What is being asked
The line that contains "the registration order" marks the end: retype the data below exactly from its first line through that line.
··· Study material
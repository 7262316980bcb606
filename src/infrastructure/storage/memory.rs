//! In-memory storage implementation
//!
//! `DashMap`-backed repositories for development and tests. List results
//! come back ordered by `created_at` so they match the registration order
//! a database would return.

use async_trait::async_trait;
use dashmap::DashMap;
use uuid::Uuid;

use crate::domain::repositories::RepositoryProvider;
use crate::domain::truck::{Truck, TruckRepository};
use crate::domain::user::{User, UserRepository};
use crate::domain::warehouse::{Warehouse, WarehouseRepository};
use crate::domain::{DomainError, DomainResult};

/// In-memory repositories for development and testing
#[derive(Default)]
pub struct InMemoryRepositories {
    trucks: InMemoryTruckRepository,
    warehouses: InMemoryWarehouseRepository,
    users: InMemoryUserRepository,
}

impl InMemoryRepositories {
    pub fn new() -> Self {
        Self::default()
    }
}

impl RepositoryProvider for InMemoryRepositories {
    fn trucks(&self) -> &dyn TruckRepository {
        &self.trucks
    }

    fn warehouses(&self) -> &dyn WarehouseRepository {
        &self.warehouses
    }

    fn users(&self) -> &dyn UserRepository {
        &self.users
    }
}

// ── Trucks ─────────────────────────────────────────────────────

#[derive(Default)]
pub struct InMemoryTruckRepository {
    trucks: DashMap<Uuid, Truck>,
}

#[async_trait]
impl TruckRepository for InMemoryTruckRepository {
    async fn save(&self, truck: Truck) -> DomainResult<()> {
        if self.trucks.contains_key(&truck.id) {
            return Err(DomainError::Conflict(format!(
                "Truck '{}' already exists",
                truck.id
            )));
        }
        self.trucks.insert(truck.id, truck);
        Ok(())
    }

    async fn find_by_id(&self, id: Uuid) -> DomainResult<Option<Truck>> {
        Ok(self.trucks.get(&id).map(|t| t.clone()))
    }

    async fn find_for_warehouse(&self, entrepot_id: Uuid) -> DomainResult<Vec<Truck>> {
        let mut out: Vec<Truck> = self
            .trucks
            .iter()
            .filter(|t| t.entrepot_id == entrepot_id)
            .map(|t| t.clone())
            .collect();
        out.sort_by_key(|t| t.created_at);
        Ok(out)
    }

    async fn find_all(&self) -> DomainResult<Vec<Truck>> {
        let mut out: Vec<Truck> = self.trucks.iter().map(|t| t.clone()).collect();
        out.sort_by_key(|t| t.created_at);
        Ok(out)
    }

    async fn update(&self, mut truck: Truck) -> DomainResult<Truck> {
        let Some(mut stored) = self.trucks.get_mut(&truck.id) else {
            return Err(DomainError::NotFound {
                entity: "Truck",
                field: "id",
                value: truck.id.to_string(),
            });
        };

        if stored.version != truck.version {
            return Err(DomainError::StaleVersion {
                entity: "Truck",
                id: truck.id.to_string(),
            });
        }

        truck.version += 1;
        *stored = truck.clone();
        Ok(truck)
    }

    async fn delete(&self, id: Uuid) -> DomainResult<()> {
        self.trucks.remove(&id).ok_or(DomainError::NotFound {
            entity: "Truck",
            field: "id",
            value: id.to_string(),
        })?;
        Ok(())
    }

    async fn delete_for_warehouse(&self, entrepot_id: Uuid) -> DomainResult<u64> {
        let before = self.trucks.len();
        self.trucks.retain(|_, t| t.entrepot_id != entrepot_id);
        Ok((before - self.trucks.len()) as u64)
    }
}

// ── Warehouses ─────────────────────────────────────────────────

#[derive(Default)]
pub struct InMemoryWarehouseRepository {
    warehouses: DashMap<Uuid, Warehouse>,
}

#[async_trait]
impl WarehouseRepository for InMemoryWarehouseRepository {
    async fn save(&self, warehouse: Warehouse) -> DomainResult<()> {
        if self.warehouses.contains_key(&warehouse.id) {
            return Err(DomainError::Conflict(format!(
                "Warehouse '{}' already exists",
                warehouse.id
            )));
        }
        self.warehouses.insert(warehouse.id, warehouse);
        Ok(())
    }

    async fn find_by_id(&self, id: Uuid) -> DomainResult<Option<Warehouse>> {
        Ok(self.warehouses.get(&id).map(|w| w.clone()))
    }

    async fn find_all(&self) -> DomainResult<Vec<Warehouse>> {
        let mut out: Vec<Warehouse> = self.warehouses.iter().map(|w| w.clone()).collect();
        out.sort_by_key(|w| w.created_at);
        Ok(out)
    }

    async fn update(&self, warehouse: Warehouse) -> DomainResult<()> {
        if !self.warehouses.contains_key(&warehouse.id) {
            return Err(DomainError::NotFound {
                entity: "Warehouse",
                field: "id",
                value: warehouse.id.to_string(),
            });
        }
        self.warehouses.insert(warehouse.id, warehouse);
        Ok(())
    }

    async fn delete(&self, id: Uuid) -> DomainResult<()> {
        self.warehouses.remove(&id).ok_or(DomainError::NotFound {
            entity: "Warehouse",
            field: "id",
            value: id.to_string(),
        })?;
        Ok(())
    }
}

// ── Users ──────────────────────────────────────────────────────

#[derive(Default)]
pub struct InMemoryUserRepository {
    users: DashMap<Uuid, User>,
}

#[async_trait]
impl UserRepository for InMemoryUserRepository {
    async fn save(&self, user: User) -> DomainResult<()> {
        if self.find_by_username(&user.username).await?.is_some() {
            return Err(DomainError::Conflict(format!(
                "Username '{}' already taken",
                user.username
            )));
        }
        self.users.insert(user.id, user);
        Ok(())
    }

    async fn find_by_id(&self, id: Uuid) -> DomainResult<Option<User>> {
        Ok(self.users.get(&id).map(|u| u.clone()))
    }

    async fn find_by_username(&self, username: &str) -> DomainResult<Option<User>> {
        let needle = username.trim().to_lowercase();
        Ok(self
            .users
            .iter()
            .find(|u| u.username.to_lowercase() == needle)
            .map(|u| u.clone()))
    }

    async fn find_all(&self) -> DomainResult<Vec<User>> {
        let mut out: Vec<User> = self.users.iter().map(|u| u.clone()).collect();
        out.sort_by(|a, b| b.created_at.cmp(&a.created_at));
        Ok(out)
    }

    async fn update(&self, user: User) -> DomainResult<()> {
        if !self.users.contains_key(&user.id) {
            return Err(DomainError::NotFound {
                entity: "User",
                field: "id",
                value: user.id.to_string(),
            });
        }
        self.users.insert(user.id, user);
        Ok(())
    }

    async fn delete(&self, id: Uuid) -> DomainResult<()> {
        self.users.remove(&id).ok_or(DomainError::NotFound {
            entity: "User",
            field: "id",
            value: id.to_string(),
        })?;
        Ok(())
    }

    async fn count(&self) -> DomainResult<u64> {
        Ok(self.users.len() as u64)
    }
}

// ── Tests ──────────────────────────────────────────────────────

#[cfg(test)]
mod tests {
    use super::*;
    use crate::domain::truck::{ReceptionStatus, TruckRegistration};

    fn sample_truck(entrepot_id: Uuid) -> Truck {
        Truck::register(
            entrepot_id,
            TruckRegistration {
                immatriculation: "AB-123-CD".to_string(),
                transporteur: "Acme".to_string(),
                transfert: String::new(),
                cooperative: String::new(),
            },
            ReceptionStatus::Enregistrer,
        )
    }

    #[tokio::test]
    async fn stale_version_update_is_rejected() {
        let repo = InMemoryTruckRepository::default();
        let truck = sample_truck(Uuid::new_v4());
        repo.save(truck.clone()).await.unwrap();

        // first writer wins and bumps the version
        let updated = repo.update(truck.clone()).await.unwrap();
        assert_eq!(updated.version, 1);

        // second writer still holds version 0
        let err = repo.update(truck).await.unwrap_err();
        assert!(matches!(err, DomainError::StaleVersion { .. }));
    }

    #[tokio::test]
    async fn delete_for_warehouse_counts_removed() {
        let repo = InMemoryTruckRepository::default();
        let entrepot = Uuid::new_v4();
        repo.save(sample_truck(entrepot)).await.unwrap();
        repo.save(sample_truck(entrepot)).await.unwrap();
        repo.save(sample_truck(Uuid::new_v4())).await.unwrap();

        assert_eq!(repo.delete_for_warehouse(entrepot).await.unwrap(), 2);
        assert_eq!(repo.find_all().await.unwrap().len(), 1);
    }

    #[tokio::test]
    async fn username_lookup_is_case_insensitive() {
        let repo = InMemoryUserRepository::default();
        let user = User {
            id: Uuid::new_v4(),
            nom: "Administrateur".to_string(),
            email: "admin@local".to_string(),
            username: "Admin".to_string(),
            password_hash: String::new(),
            role: crate::domain::UserRole::Admin,
            entrepot_id: None,
            status: crate::domain::UserStatus::Actif,
            created_at: chrono::Utc::now(),
            last_login_at: None,
        };
        repo.save(user).await.unwrap();

        assert!(repo.find_by_username("admin").await.unwrap().is_some());
        assert!(repo.find_by_username("ADMIN").await.unwrap().is_some());
        assert!(repo.find_by_username("nobody").await.unwrap().is_none());
    }
}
······
Expected answer
repository 7262316980bcb606
filename src/infrastructure/storage/memory.rs
//! In-memory storage implementation
//!
//! `DashMap`-backed repositories for development and tests. List results
//! come back ordered by `created_at` so they match the registration order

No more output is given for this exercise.